_Your assignment_. Scan the material below for "usize", then return each line that contains it.

▬▬▬

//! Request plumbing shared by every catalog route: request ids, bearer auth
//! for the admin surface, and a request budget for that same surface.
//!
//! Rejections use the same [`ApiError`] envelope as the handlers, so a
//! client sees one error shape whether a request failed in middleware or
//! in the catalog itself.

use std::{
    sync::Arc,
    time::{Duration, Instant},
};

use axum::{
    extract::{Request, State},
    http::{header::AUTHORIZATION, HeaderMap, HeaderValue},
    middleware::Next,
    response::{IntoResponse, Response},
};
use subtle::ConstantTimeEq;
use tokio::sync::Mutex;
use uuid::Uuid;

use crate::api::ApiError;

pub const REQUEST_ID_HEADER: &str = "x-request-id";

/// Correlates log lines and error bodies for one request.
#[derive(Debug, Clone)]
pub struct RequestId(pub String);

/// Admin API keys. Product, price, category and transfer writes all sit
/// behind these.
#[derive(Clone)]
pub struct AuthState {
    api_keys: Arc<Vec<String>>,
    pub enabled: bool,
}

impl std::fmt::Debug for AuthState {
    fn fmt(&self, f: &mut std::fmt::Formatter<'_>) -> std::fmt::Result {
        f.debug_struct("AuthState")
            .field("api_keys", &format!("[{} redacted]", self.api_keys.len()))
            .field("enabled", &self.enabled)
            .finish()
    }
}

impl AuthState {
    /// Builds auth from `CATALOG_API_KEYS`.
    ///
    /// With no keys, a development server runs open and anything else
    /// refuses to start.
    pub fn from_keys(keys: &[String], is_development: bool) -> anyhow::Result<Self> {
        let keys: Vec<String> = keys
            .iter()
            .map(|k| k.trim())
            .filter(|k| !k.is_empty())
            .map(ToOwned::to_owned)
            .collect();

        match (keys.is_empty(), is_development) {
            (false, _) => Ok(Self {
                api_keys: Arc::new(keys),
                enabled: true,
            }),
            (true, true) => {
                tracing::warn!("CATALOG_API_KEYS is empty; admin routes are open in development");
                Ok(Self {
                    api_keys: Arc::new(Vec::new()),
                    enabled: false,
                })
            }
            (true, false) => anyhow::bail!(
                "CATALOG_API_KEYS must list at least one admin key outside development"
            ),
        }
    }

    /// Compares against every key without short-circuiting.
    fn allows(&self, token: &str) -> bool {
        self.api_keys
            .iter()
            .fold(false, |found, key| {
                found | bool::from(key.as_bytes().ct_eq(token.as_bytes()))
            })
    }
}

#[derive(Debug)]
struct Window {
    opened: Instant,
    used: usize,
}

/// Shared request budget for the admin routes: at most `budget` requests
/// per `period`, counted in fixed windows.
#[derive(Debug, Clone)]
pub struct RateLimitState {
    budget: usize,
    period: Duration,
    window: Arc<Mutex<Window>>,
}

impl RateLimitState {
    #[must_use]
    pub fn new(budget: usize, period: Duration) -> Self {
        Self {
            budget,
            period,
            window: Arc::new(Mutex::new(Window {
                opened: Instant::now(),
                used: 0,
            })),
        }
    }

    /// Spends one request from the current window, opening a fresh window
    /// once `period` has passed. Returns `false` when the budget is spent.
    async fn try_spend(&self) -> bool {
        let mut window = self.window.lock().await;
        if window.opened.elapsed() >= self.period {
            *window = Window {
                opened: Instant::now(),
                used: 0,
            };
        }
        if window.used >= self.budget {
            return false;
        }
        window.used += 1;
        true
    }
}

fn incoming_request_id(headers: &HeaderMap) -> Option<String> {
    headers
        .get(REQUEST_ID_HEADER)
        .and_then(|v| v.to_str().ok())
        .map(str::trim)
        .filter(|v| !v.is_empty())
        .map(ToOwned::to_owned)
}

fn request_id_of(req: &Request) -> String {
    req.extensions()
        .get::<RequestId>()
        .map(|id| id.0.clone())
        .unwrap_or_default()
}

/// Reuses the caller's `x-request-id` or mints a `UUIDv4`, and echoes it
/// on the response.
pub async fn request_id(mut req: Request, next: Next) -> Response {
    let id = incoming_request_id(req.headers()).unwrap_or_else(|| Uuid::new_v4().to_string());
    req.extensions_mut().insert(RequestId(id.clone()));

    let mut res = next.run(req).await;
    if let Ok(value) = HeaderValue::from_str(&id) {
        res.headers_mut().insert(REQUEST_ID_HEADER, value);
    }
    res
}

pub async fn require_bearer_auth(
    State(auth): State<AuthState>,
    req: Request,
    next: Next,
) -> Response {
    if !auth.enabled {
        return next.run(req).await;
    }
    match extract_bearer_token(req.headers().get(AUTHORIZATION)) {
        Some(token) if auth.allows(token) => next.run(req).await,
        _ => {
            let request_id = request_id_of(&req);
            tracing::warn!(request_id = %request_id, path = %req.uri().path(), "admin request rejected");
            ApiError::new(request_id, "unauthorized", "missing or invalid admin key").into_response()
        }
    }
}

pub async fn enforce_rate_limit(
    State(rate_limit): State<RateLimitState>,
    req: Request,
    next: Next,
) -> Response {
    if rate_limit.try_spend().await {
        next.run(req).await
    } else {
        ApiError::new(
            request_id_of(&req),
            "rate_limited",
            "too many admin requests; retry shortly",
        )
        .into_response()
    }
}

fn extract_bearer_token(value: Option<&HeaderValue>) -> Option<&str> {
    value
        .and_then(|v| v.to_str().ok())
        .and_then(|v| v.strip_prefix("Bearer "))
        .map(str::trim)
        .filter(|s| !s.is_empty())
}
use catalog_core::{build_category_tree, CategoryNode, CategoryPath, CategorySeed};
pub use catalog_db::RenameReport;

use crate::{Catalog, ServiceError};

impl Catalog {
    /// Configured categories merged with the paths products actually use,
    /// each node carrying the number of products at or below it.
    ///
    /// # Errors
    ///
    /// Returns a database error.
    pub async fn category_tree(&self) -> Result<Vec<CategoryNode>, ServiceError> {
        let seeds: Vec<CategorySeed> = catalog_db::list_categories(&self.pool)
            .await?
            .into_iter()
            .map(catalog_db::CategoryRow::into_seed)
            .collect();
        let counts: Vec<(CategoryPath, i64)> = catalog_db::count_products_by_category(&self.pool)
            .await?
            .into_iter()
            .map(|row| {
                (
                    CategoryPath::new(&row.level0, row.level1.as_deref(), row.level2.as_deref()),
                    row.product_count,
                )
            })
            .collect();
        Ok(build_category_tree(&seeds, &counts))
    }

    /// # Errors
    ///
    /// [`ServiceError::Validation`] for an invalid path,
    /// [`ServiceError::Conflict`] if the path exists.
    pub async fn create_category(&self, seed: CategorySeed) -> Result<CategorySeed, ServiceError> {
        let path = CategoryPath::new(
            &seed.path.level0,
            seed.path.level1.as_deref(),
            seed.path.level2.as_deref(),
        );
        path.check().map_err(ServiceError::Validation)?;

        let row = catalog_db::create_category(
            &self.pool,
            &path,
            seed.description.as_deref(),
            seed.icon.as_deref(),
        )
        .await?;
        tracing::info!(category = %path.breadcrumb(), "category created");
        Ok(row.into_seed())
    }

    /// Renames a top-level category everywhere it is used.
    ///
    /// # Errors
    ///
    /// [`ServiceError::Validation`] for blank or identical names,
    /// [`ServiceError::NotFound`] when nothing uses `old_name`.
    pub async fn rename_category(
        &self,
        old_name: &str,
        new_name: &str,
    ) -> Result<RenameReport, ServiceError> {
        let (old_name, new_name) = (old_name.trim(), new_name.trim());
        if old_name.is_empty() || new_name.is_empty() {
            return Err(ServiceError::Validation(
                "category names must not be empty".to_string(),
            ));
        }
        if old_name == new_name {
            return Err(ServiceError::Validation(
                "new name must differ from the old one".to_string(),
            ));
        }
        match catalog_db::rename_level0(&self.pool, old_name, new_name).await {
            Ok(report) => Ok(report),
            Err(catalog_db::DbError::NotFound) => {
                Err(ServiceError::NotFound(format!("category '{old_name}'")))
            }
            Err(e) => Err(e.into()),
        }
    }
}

▬▬▬

_Your solution_.
    used: usize,
    budget: usize,
    pub fn new(budget: usize, period: Duration) -> Self {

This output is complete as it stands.